Geography major maps out school boundaries
Alumni & Friends, Winter/Spring 2005
When the fast-growing Mukwonago School District began experiencing overcrowding in its west side elementary schools, the district was faced with the daunting task of redistricting school attendance boundaries and bus routes. The Mukwonago School Board approached John Patterson, UW-Whitewater professor of geography and geology, for help.
“I knew that the university had the personnel and the necessary tools to help us with this project,” said Mukwonago Superintendent Paul Strobel. “John Patterson put us in contact with one of his students, Andrew Turner.”
Turner, who graduated in May 2004 with a double major in business management and geography, conducted a geographic information systems (GIS) analysis to help create hypothetical boundaries for the schools that would limit travel distance and balance out student enrollment.

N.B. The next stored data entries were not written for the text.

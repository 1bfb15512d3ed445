// SPDX-FileCopyrightText: 2026 Parley Contributors
// SPDX-License-Identifier: MIT OR Apache-2.0

//! Wire types for the Anthropic Messages API.

use serde::{Deserialize, Serialize};

/// Request body for `POST /v1/messages`.
#[derive(Debug, Clone, Serialize)]
pub struct MessageRequest {
    pub model: String,
    pub messages: Vec<ApiMessage>,
    #[serde(skip_serializing_if = "Option::is_none")]
    pub system: Option<String>,
    pub max_tokens: u32,
}

#[derive(Debug, Clone, Serialize, Deserialize)]
pub struct ApiMessage {
    pub role: String,
    pub content: String,
}

impl ApiMessage {
    pub fn user(content: impl Into<String>) -> Self {
        Self {
            role: "user".to_string(),
            content: content.into(),
        }
    }
}

/// Non-streaming response body.
#[derive(Debug, Clone, Deserialize)]
pub struct MessageResponse {
    pub id: String,
    pub content: Vec<ResponseContentBlock>,
    pub model: String,
    #[serde(default)]
    pub stop_reason: Option<String>,
    #[serde(default)]
    pub usage: ApiUsage,
}

impl MessageResponse {
    /// Concatenated text of every text block.
    pub fn text(&self) -> String {
        self.content
            .iter()
            .filter_map(|block| match block {
                ResponseContentBlock::Text { text } => Some(text.as_str()),
                ResponseContentBlock::Other => None,
            })
            .collect()
    }
}

#[derive(Debug, Clone, Deserialize)]
#[serde(tag = "type", rename_all = "snake_case")]
pub enum ResponseContentBlock {
    Text { text: String },
    #[serde(other)]
    Other,
}

#[derive(Debug, Clone, Default, Deserialize)]
pub struct ApiUsage {
    #[serde(default)]
    pub input_tokens: u32,
    #[serde(default)]
    pub output_tokens: u32,
}

/// Error body returned on non-2xx responses.
#[derive(Debug, Clone, Deserialize)]
pub struct ApiErrorResponse {
    pub error: ApiErrorDetail,
}

#[derive(Debug, Clone, Deserialize)]
pub struct ApiErrorDetail {
    #[serde(rename = "type")]
    pub type_: String,
    pub message: String,
}

#[cfg(test)]
mod tests {
    use super::*;

    #[test]
    fn system_is_omitted_when_absent() {
        let request = MessageRequest {
            model: "m".into(),
            messages: vec![ApiMessage::user("hi")],
            system: None,
            max_tokens: 16,
        };
        let json = serde_json::to_value(&request).unwrap();
        assert!(json.get("system").is_none());
        assert_eq!(json["messages"][0]["role"], "user");
    }

    #[test]
    fn text_joins_blocks_and_skips_others() {
        let response: MessageResponse = serde_json::from_value(serde_json::json!({
            "id": "msg_1",
            "model": "m",
            "content": [
                {"type": "text", "text": "I am "},
                {"type": "thinking", "thinking": "..."},
                {"type": "text", "text": "fine"}
            ]
        }))
        .unwrap();
        assert_eq!(response.text(), "I am fine");
        assert_eq!(response.usage.output_tokens, 0);
    }
}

“I used geocoding to assign latitudinal and longitudinal coordinates to all of the students and all of the schools in the district to determine where students lived and which schools were the closest,” said Turner. “After that, I conducted a nearest distance analysis to assign the closest 20 percent of students to each of the fi ve schools.”
Turner’s semester-long project resulted in new school district boundary lines that helped Strobel and the Mukwonago School Board alleviate overcrowding and underutilization in the fi ve area elementary schools.
“Working with the university was a positive experience and we would certainly use UW-Whitewater again in the future,” said Strobel.